Stored items:
⟨

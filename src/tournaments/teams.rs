use rust_decimal::Decimal;
use serde::{Deserialize, Serialize};

/// A team's record going into the next round.
///
/// Records are snapshots: they are rebuilt from the full result history every
/// time they are needed (see
/// [`crate::tournaments::standings::compute::TeamStandings::team_records`])
/// and never updated in place. Values are not validated, so negative wins and
/// the like pass straight through to the pairing arithmetic.
#[derive(Serialize, Deserialize, Clone, Debug, PartialEq, Eq)]
pub struct TeamRecord {
    pub id: String,
    #[serde(default)]
    pub wins: i64,
    #[serde(default)]
    pub losses: i64,
    /// Total or average speaker score, depending on how the record was
    /// produced.
    #[serde(default)]
    pub speaks: Decimal,
    /// Sum of the win counts of every team this team has faced.
    #[serde(default)]
    pub opponent_strength: i64,
}

impl TeamRecord {
    /// A team with no rounds behind it.
    pub fn new(id: impl Into<String>) -> Self {
        Self {
            id: id.into(),
            wins: 0,
            losses: 0,
            speaks: Decimal::ZERO,
            opponent_strength: 0,
        }
    }

    pub fn rounds_completed(&self) -> i64 {
        self.wins + self.losses
    }
}

/// An entry in an elimination bracket. Lower seeds are stronger.
#[derive(Serialize, Deserialize, Clone, Debug, PartialEq, Eq)]
pub struct SeededTeam {
    pub team_id: String,
    pub seed: u32,
}
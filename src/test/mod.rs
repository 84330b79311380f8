//! Whole-tournament tests, plus the workload driven by the fuzzer.

pub mod pairing_workload;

⟩

Show all lines in the entries above where the word "filename" appears.

filename src/tournaments/teams.rs
filename src/test/mod.rs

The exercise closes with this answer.